» **WHAT IS NEEDED**
The answer must consist of every line in the data that contains "PositionSnapshot".

Saved data entries
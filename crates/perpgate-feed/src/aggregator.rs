//! Concurrent market snapshot aggregation.
//!
//! `MarketDataAggregator::snapshot` fetches every source concurrently and
//! waits for all of them. A failing source never blocks or cancels the
//! others; its error is stored in place of its value.
//!
//! Sources are fetched independently, so fields of one snapshot are not
//! mutually consistent in time (ticker price and depth may be from slightly
//! different moments). Consumers deriving cross-source metrics must allow
//! for that.

use crate::trade_refresh::TradeRefresher;
use chrono::{DateTime, Utc};
use perpgate_core::{
    AccountInfo, BookTicker, Depth, DepthLimit, FundingRate, Kline, KlineInterval, MarkPrice,
    OpenInterest, Order, Position, PositionInfo, PositionSnapshot, Symbol, Ticker24h,
};
use perpgate_gateway::{FuturesClient, GatewayError, GatewayResult};
use perpgate_telemetry::Metrics;
use serde::Deserialize;
use std::fmt;
use std::sync::Arc;
use std::time::Instant;
use tracing::{debug, warn};

// ============================================================================
// Sources
// ============================================================================

/// One independently fetched input of a snapshot.
#[derive(Debug, Clone, Copy, PartialEq, Eq, Hash)]
pub enum DataSource {
    Ticker,
    Klines,
    Depth,
    Positions,
    Account,
    MarkPrice,
    FundingRate,
    FundingHistory,
    OpenInterest,
    OrderHistory,
    OpenOrders,
    BookTicker,
    RecentTrades,
}

impl DataSource {
    pub const ALL: [DataSource; 13] = [
        Self::Ticker,
        Self::Klines,
        Self::Depth,
        Self::Positions,
        Self::Account,
        Self::MarkPrice,
        Self::FundingRate,
        Self::FundingHistory,
        Self::OpenInterest,
        Self::OrderHistory,
        Self::OpenOrders,
        Self::BookTicker,
        Self::RecentTrades,
    ];

    pub fn as_str(&self) -> &'static str {
        match self {
            Self::Ticker => "ticker",
            Self::Klines => "klines",
            Self::Depth => "depth",
            Self::Positions => "positions",
            Self::Account => "account",
            Self::MarkPrice => "mark_price",
            Self::FundingRate => "funding_rate",
            Self::FundingHistory => "funding_history",
            Self::OpenInterest => "open_interest",
            Self::OrderHistory => "order_history",
            Self::OpenOrders => "open_orders",
            Self::BookTicker => "book_ticker",
            Self::RecentTrades => "recent_trades",
        }
    }
}

impl fmt::Display for DataSource {
    fn fmt(&self, f: &mut fmt::Formatter<'_>) -> fmt::Result {
        f.write_str(self.as_str())
    }
}

/// A source that failed during one snapshot.
#[derive(Debug, Clone, PartialEq, Eq)]
pub struct SourceFailure {
    pub source: DataSource,
    pub error: GatewayError,
}

impl fmt::Display for SourceFailure {
    fn fmt(&self, f: &mut fmt::Formatter<'_>) -> fmt::Result {
        write!(f, "{}: {}", self.source, self.error)
    }
}

// ============================================================================
// Snapshot
// ============================================================================

/// Best-effort view of market and account state.
///
/// Every field is an independent result; use the accessors, which return
/// `None` for a failed source.
#[derive(Debug, Clone)]
pub struct MarketSnapshot {
    pub taken_at: DateTime<Utc>,
    pub ticker: GatewayResult<Ticker24h>,
    pub klines: GatewayResult<Vec<Kline>>,
    pub depth: GatewayResult<Depth>,
    pub positions: GatewayResult<Vec<Position>>,
    pub account: GatewayResult<AccountInfo>,
    pub mark_price: GatewayResult<MarkPrice>,
    pub funding_rate: GatewayResult<FundingRate>,
    pub funding_history: GatewayResult<Vec<FundingRate>>,
    pub open_interest: GatewayResult<OpenInterest>,
    pub order_history: GatewayResult<Vec<Order>>,
    pub open_orders: GatewayResult<Vec<Order>>,
    pub book_ticker: GatewayResult<BookTicker>,
}

impl MarketSnapshot {
    pub fn ticker(&self) -> Option<&Ticker24h> {
        self.ticker.as_ref().ok()
    }

    pub fn klines(&self) -> Option<&[Kline]> {
        self.klines.as_deref().ok()
    }

    pub fn depth(&self) -> Option<&Depth> {
        self.depth.as_ref().ok()
    }

    pub fn positions(&self) -> Option<&[Position]> {
        self.positions.as_deref().ok()
    }

    pub fn account(&self) -> Option<&AccountInfo> {
        self.account.as_ref().ok()
    }

    pub fn mark_price(&self) -> Option<&MarkPrice> {
        self.mark_price.as_ref().ok()
    }

    pub fn funding_rate(&self) -> Option<&FundingRate> {
        self.funding_rate.as_ref().ok()
    }

    pub fn funding_history(&self) -> Option<&[FundingRate]> {
        self.funding_history.as_deref().ok()
    }

    pub fn open_interest(&self) -> Option<&OpenInterest> {
        self.open_interest.as_ref().ok()
    }

    pub fn order_history(&self) -> Option<&[Order]> {
        self.order_history.as_deref().ok()
    }

    pub fn open_orders(&self) -> Option<&[Order]> {
        self.open_orders.as_deref().ok()
    }

    pub fn book_ticker(&self) -> Option<&BookTicker> {
        self.book_ticker.as_ref().ok()
    }

    /// Failures among the twelve fetched sources.
    pub fn errors(&self) -> Vec<SourceFailure> {
        let results: [(DataSource, Option<&GatewayError>); 12] = [
            (DataSource::Ticker, self.ticker.as_ref().err()),
            (DataSource::Klines, self.klines.as_ref().err()),
            (DataSource::Depth, self.depth.as_ref().err()),
            (DataSource::Positions, self.positions.as_ref().err()),
            (DataSource::Account, self.account.as_ref().err()),
            (DataSource::MarkPrice, self.mark_price.as_ref().err()),
            (DataSource::FundingRate, self.funding_rate.as_ref().err()),
            (DataSource::FundingHistory, self.funding_history.as_ref().err()),
            (DataSource::OpenInterest, self.open_interest.as_ref().err()),
            (DataSource::OrderHistory, self.order_history.as_ref().err()),
            (DataSource::OpenOrders, self.open_orders.as_ref().err()),
            (DataSource::BookTicker, self.book_ticker.as_ref().err()),
        ];
        results
            .into_iter()
            .filter_map(|(source, err)| {
                err.map(|error| SourceFailure {
                    source,
                    error: error.clone(),
                })
            })
            .collect()
    }

    /// Whether every source succeeded.
    pub fn is_complete(&self) -> bool {
        self.errors().is_empty()
    }

    pub fn position_snapshot(&self) -> Option<PositionSnapshot> {
        self.positions().map(PositionSnapshot::from_positions)
    }

    /// Derived position state at `now_ms`; `None` if positions failed.
    pub fn position_info(&self, now_ms: i64) -> Option<PositionInfo> {
        self.position_snapshot().map(|s| s.info(now_ms))
    }
}

// ============================================================================
// Aggregator
// ============================================================================

/// Snapshot request parameters.
#[derive(Debug, Clone, Deserialize)]
pub struct AggregatorConfig {
    #[serde(default)]
    pub symbol: Symbol,
    #[serde(default)]
    pub kline_interval: KlineInterval,
    /// Default: 71 (70 closed candles after the forming one is dropped).
    #[serde(default = "default_kline_limit")]
    pub kline_limit: u16,
    #[serde(default)]
    pub depth_limit: DepthLimit,
    #[serde(default = "default_funding_history_limit")]
    pub funding_history_limit: u16,
    #[serde(default = "default_order_history_limit")]
    pub order_history_limit: u16,
}

fn default_kline_limit() -> u16 {
    71
}

fn default_funding_history_limit() -> u16 {
    6
}

fn default_order_history_limit() -> u16 {
    15
}

impl Default for AggregatorConfig {
    fn default() -> Self {
        Self {
            symbol: Symbol::default(),
            kline_interval: KlineInterval::default(),
            kline_limit: default_kline_limit(),
            depth_limit: DepthLimit::default(),
            funding_history_limit: default_funding_history_limit(),
            order_history_limit: default_order_history_limit(),
        }
    }
}

/// Fans out one snapshot's worth of requests.
pub struct MarketDataAggregator {
    client: FuturesClient,
    trades: Arc<TradeRefresher>,
    config: AggregatorConfig,
}

impl MarketDataAggregator {
    pub fn new(client: FuturesClient, trades: Arc<TradeRefresher>, config: AggregatorConfig) -> Self {
        Self {
            client,
            trades,
            config,
        }
    }

    pub fn config(&self) -> &AggregatorConfig {
        &self.config
    }

    /// Fetch all sources concurrently and trigger a trade refresh.
    ///
    /// Always returns a snapshot. The failure list covers every failed
    /// source, including the trade refresh.
    pub async fn snapshot(&self) -> (MarketSnapshot, Vec<SourceFailure>) {
        let started = Instant::now();
        let cfg = &self.config;
        let symbol = &cfg.symbol;
        let client = &self.client;

        let (
            ticker,
            klines,
            depth,
            positions,
            account,
            mark_price,
            funding_rate,
            funding_history,
            open_interest,
            order_history,
            open_orders,
            book_ticker,
            trades,
        ) = tokio::join!(
            client.ticker_24h(symbol),
            client.klines(symbol, cfg.kline_interval, cfg.kline_limit),
            client.depth(symbol, cfg.depth_limit),
            client.positions(symbol),
            client.account_info(),
            client.mark_price(symbol),
            client.latest_funding_rate(symbol),
            client.funding_rate_history(symbol, cfg.funding_history_limit, None, None),
            client.open_interest(symbol),
            client.order_history(symbol, cfg.order_history_limit),
            client.open_orders(Some(symbol)),
            client.book_ticker(symbol),
            self.trades.refresh(),
        );

        let snapshot = MarketSnapshot {
            taken_at: Utc::now(),
            ticker,
            klines,
            depth,
            positions,
            account,
            mark_price,
            funding_rate,
            funding_history,
            open_interest,
            order_history,
            open_orders,
            book_ticker,
        };

        let mut failures = snapshot.errors();
        if let Err(error) = trades {
            failures.push(SourceFailure {
                source: DataSource::RecentTrades,
                error,
            });
        }

        for failure in &failures {
            Metrics::source_failed(failure.source.as_str());
            warn!(
                source = %failure.source,
                kind = %failure.error.kind,
                error = %failure.error,
                "Snapshot source failed"
            );
        }

        let elapsed_ms = started.elapsed().as_secs_f64() * 1000.0;
        Metrics::snapshot_latency(elapsed_ms);
        debug!(
            symbol = %symbol,
            failures = failures.len(),
            elapsed_ms = elapsed_ms as u64,
            "Snapshot taken"
        );

        (snapshot, failures)
    }
}

#[cfg(test)]
mod tests {
    use super::*;
    use crate::trade_cache::RollingTradeCache;
    use crate::trade_refresh::TradeRefreshConfig;
    use perpgate_gateway::{ClientConfig, Credentials, ErrorKind, MockTransport};

    fn aggregator(mock: &Arc<MockTransport>) -> MarketDataAggregator {
        let config = ClientConfig {
            base_url: "https://fapi.test".into(),
            max_retries: 0,
            ..ClientConfig::default()
        };
        let client =
            FuturesClient::with_transport(Credentials::new("key", "secret"), config, mock.clone())
                .unwrap();
        let refresher = Arc::new(TradeRefresher::new(
            client.clone(),
            Arc::new(RollingTradeCache::default()),
            TradeRefreshConfig::default(),
        ));
        MarketDataAggregator::new(client, refresher, AggregatorConfig::default())
    }

    #[tokio::test]
    async fn test_partial_failure_keeps_other_sources() {
        let mock = Arc::new(MockTransport::new());
        mock.ok(
            "/fapi/v1/ticker/24hr",
            r#"{"symbol":"ETHUSDT","lastPrice":"3000.5"}"#,
        );
        mock.ok(
            "/fapi/v1/ticker/bookTicker",
            r#"{"symbol":"ETHUSDT","bidPrice":"3000","askPrice":"3001"}"#,
        );
        mock.api_error("/fapi/v2/account", 401, -2015, "Invalid API-key");
        mock.ok("/fapi/v1/trades", "[]");

        let (snapshot, failures) = aggregator(&mock).snapshot().await;

        assert_eq!(snapshot.ticker().unwrap().last_price, "3000.5");
        assert!(snapshot.book_ticker().is_some());
        assert!(snapshot.account().is_none());
        assert_eq!(
            snapshot.account.as_ref().unwrap_err().kind,
            ErrorKind::InvalidRequest
        );
        // Ticker, book ticker and the trade refresh succeeded.
        assert_eq!(failures.len(), 10);
        assert!(!failures.iter().any(|f| f.source == DataSource::Ticker));
        assert!(!failures.iter().any(|f| f.source == DataSource::RecentTrades));
        assert!(!snapshot.is_complete());
    }

    #[tokio::test]
    async fn test_every_source_requested_once() {
        let mock = Arc::new(MockTransport::new());
        aggregator(&mock).snapshot().await;

        let paths: Vec<String> = mock.requests().iter().map(|r| r.path()).collect();
        for path in [
            "/fapi/v1/ticker/24hr",
            "/fapi/v1/klines",
            "/fapi/v1/depth",
            "/fapi/v2/positionRisk",
            "/fapi/v2/account",
            "/fapi/v1/premiumIndex",
            "/fapi/v1/openInterest",
            "/fapi/v1/allOrders",
            "/fapi/v1/openOrders",
            "/fapi/v1/ticker/bookTicker",
            "/fapi/v1/trades",
        ] {
            assert_eq!(paths.iter().filter(|p| *p == path).count(), 1, "{path}");
        }
        // Latest rate and history share the endpoint.
        assert_eq!(paths.iter().filter(|p| *p == "/fapi/v1/fundingRate").count(), 2);
    }

    #[tokio::test]
    async fn test_trade_refresh_failure_reported() {
        let mock = Arc::new(MockTransport::new());
        mock.disconnect("/fapi/v1/trades");

        let (_, failures) = aggregator(&mock).snapshot().await;
        let trade_failure = failures
            .iter()
            .find(|f| f.source == DataSource::RecentTrades)
            .unwrap();
        assert_eq!(trade_failure.error.kind, ErrorKind::Disconnected);
        assert_eq!(failures.len(), DataSource::ALL.len());
    }

    #[tokio::test]
    async fn test_position_info_from_snapshot() {
        let mock = Arc::new(MockTransport::new());
        mock.ok(
            "/fapi/v2/positionRisk",
            r#"[
                {"symbol":"ETHUSDT","positionAmt":"0.5","positionSide":"LONG","unRealizedProfit":"12.5","updateTime":1000},
                {"symbol":"ETHUSDT","positionAmt":"0","positionSide":"SHORT","updateTime":0}
            ]"#,
        );

        let (snapshot, _) = aggregator(&mock).snapshot().await;
        let info = snapshot.position_info(61_000).unwrap();
        assert!(info.has_long);
        assert!(!info.has_short);
        assert_eq!(info.duration, std::time::Duration::from_secs(60));
    }
}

» **SOLUTION BELOW**
    OpenInterest, Order, Position, PositionInfo, PositionSnapshot, Symbol, Ticker24h,
    pub fn position_snapshot(&self) -> Option<PositionSnapshot> {
        self.positions().map(PositionSnapshot::from_positions)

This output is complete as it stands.